Das ist auch der Grund, warum Gesangsaufnahmen in akustisch optimierten
Räumen und mit Großmembranmikrofonen gemacht werden.

Merke:
Je größer die Membran, desto brillianter die Aufnahme.
Recht pauschaler Satz, aber im Ansatz so richtig.

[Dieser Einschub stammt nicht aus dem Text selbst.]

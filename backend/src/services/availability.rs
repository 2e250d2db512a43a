//! # Availability & Pricing Engine
//!
//! Date validation, the overlap check and the price breakdown used when a
//! booking is created.
//!
//! ## Pricing
//!
//! ```text
//! nights      = whole days between check-in and check-out
//! subtotal    = nightly_rate × nights
//! service_fee = round(subtotal × 5%)        (halves round up)
//! total       = subtotal + cleaning_fee + service_fee
//! ```
//!
//! Example: 10,000/night, 3 nights, 2,000 cleaning
//! → subtotal 30,000, service fee 1,500, total 33,500.
//!
//! ## Overlap
//!
//! Ranges are half-open `[check_in, check_out)`, so a stay may start on the
//! day another one ends. Only PENDING and CONFIRMED bookings hold dates.

use std::sync::Arc;

use chrono::NaiveDate;
use serde::Serialize;
use uuid::Uuid;

use crate::db::{ListingRecord, MarketplaceStore};

use super::ServiceError;

/// Platform fee charged on top of the stay, in percent of the subtotal.
pub const SERVICE_FEE_PERCENT: i64 = 5;

/// Longest stay a single booking may cover.
pub const MAX_STAY_NIGHTS: i64 = 365;

#[derive(Debug, Clone, Copy, PartialEq, Eq, Serialize)]
#[serde(rename_all = "camelCase")]
pub struct PriceBreakdown {
    pub nightly_rate: i64,
    pub nights: i32,
    pub subtotal: i64,
    pub cleaning_fee: i64,
    pub service_fee: i64,
    pub total: i64,
}

fn too_expensive() -> ServiceError {
    ServiceError::ValidationFailed("stay price is out of range".to_string())
}

/// Service fee for a subtotal, rounded half up. `None` on overflow.
pub fn service_fee(subtotal: i64) -> Option<i64> {
    subtotal
        .checked_mul(SERVICE_FEE_PERCENT)?
        .checked_add(50)
        .map(|v| v.div_euclid(100))
}

/// Full breakdown; amounts that do not fit in an `i64` are rejected.
pub fn price_breakdown(
    nightly_rate: i64,
    cleaning_fee: i64,
    nights: i32,
) -> Result<PriceBreakdown, ServiceError> {
    let subtotal = nightly_rate
        .checked_mul(i64::from(nights))
        .ok_or_else(too_expensive)?;
    let service_fee = service_fee(subtotal).ok_or_else(too_expensive)?;
    let total = subtotal
        .checked_add(cleaning_fee)
        .and_then(|v| v.checked_add(service_fee))
        .ok_or_else(too_expensive)?;

    Ok(PriceBreakdown {
        nightly_rate,
        nights,
        subtotal,
        cleaning_fee,
        service_fee,
        total,
    })
}

/// Breakdown for a stay at the listing's current rates.
pub fn quote_listing(listing: &ListingRecord, nights: i32) -> Result<PriceBreakdown, ServiceError> {
    price_breakdown(listing.price_per_night, listing.cleaning_fee, nights)
}

/// Check the requested dates and return the number of nights.
pub fn validate_stay(
    check_in: NaiveDate,
    check_out: NaiveDate,
    today: NaiveDate,
) -> Result<i32, ServiceError> {
    if check_in >= check_out {
        return Err(ServiceError::ValidationFailed(
            "check-out must be after check-in".to_string(),
        ));
    }
    if check_in < today {
        return Err(ServiceError::ValidationFailed(
            "check-in cannot be in the past".to_string(),
        ));
    }

    let nights = (check_out - check_in).num_days();
    if nights > MAX_STAY_NIGHTS {
        return Err(ServiceError::ValidationFailed(format!(
            "stays are limited to {} nights",
            MAX_STAY_NIGHTS
        )));
    }
    i32::try_from(nights)
        .map_err(|_| ServiceError::ValidationFailed("stay is too long".to_string()))
}

/// Price preview plus whether the dates are still free.
#[derive(Debug, Clone, Serialize)]
#[serde(rename_all = "camelCase")]
pub struct StayQuote {
    pub listing_id: Uuid,
    pub check_in: NaiveDate,
    pub check_out: NaiveDate,
    pub available: bool,
    pub price: PriceBreakdown,
}

/// Store-backed availability checks.
#[derive(Clone)]
pub struct AvailabilityEngine {
    store: Arc<dyn MarketplaceStore>,
}

impl AvailabilityEngine {
    pub fn new(store: Arc<dyn MarketplaceStore>) -> Self {
        Self { store }
    }

    /// True iff no PENDING/CONFIRMED booking overlaps `[check_in, check_out)`.
    pub async fn check_availability(
        &self,
        listing_id: Uuid,
        check_in: NaiveDate,
        check_out: NaiveDate,
    ) -> Result<bool, ServiceError> {
        let taken = self
            .store
            .has_conflicting_booking(listing_id, check_in, check_out)
            .await?;
        Ok(!taken)
    }

    /// Read-only price preview for a bookable listing.
    pub async fn quote(
        &self,
        listing_id: Uuid,
        check_in: NaiveDate,
        check_out: NaiveDate,
        today: NaiveDate,
    ) -> Result<StayQuote, ServiceError> {
        let listing = self
            .store
            .get_listing(listing_id)
            .await?
            .filter(ListingRecord::is_bookable)
            .ok_or_else(|| ServiceError::NotFound(format!("listing {}", listing_id)))?;

        let nights = validate_stay(check_in, check_out, today)?;
        let available = self.check_availability(listing_id, check_in, check_out).await?;

        Ok(StayQuote {
            listing_id,
            check_in,
            check_out,
            available,
            price: quote_listing(&listing, nights)?,
        })
    }
}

Dein Headsetmikro hat nun aber eine ausgesprchen kleine Membran, was sich
nunmal nachteilig auf das Ansprechverhalten auswirkt. Den Unterschied hört man,
vorausgesetzt es ist ein(e) gute Sänger(in) und er/sie kann gesanglich mit seiner/ihrer
Stimmdynamik (Laut-Leise) spielen.

Ich hoffe, das hilft dir ein wenig weiter.
Ansonsten beschreib halt mal, was genau du machen möchtest. Auch die Musikrichtung.

Gruß
Martin


----------



## Johannes Postler (23. September 2003)

Hi!
Ich war heute im lokalen Musik-laden und habe dort ein paar Mikrofone gesehen. Die kosteten so 15-40 Euro. Sind die brauchbar für diesen Zweck?
@ kinggreece: Danke, soweit war ich auch.
cu tirolausserfern


----------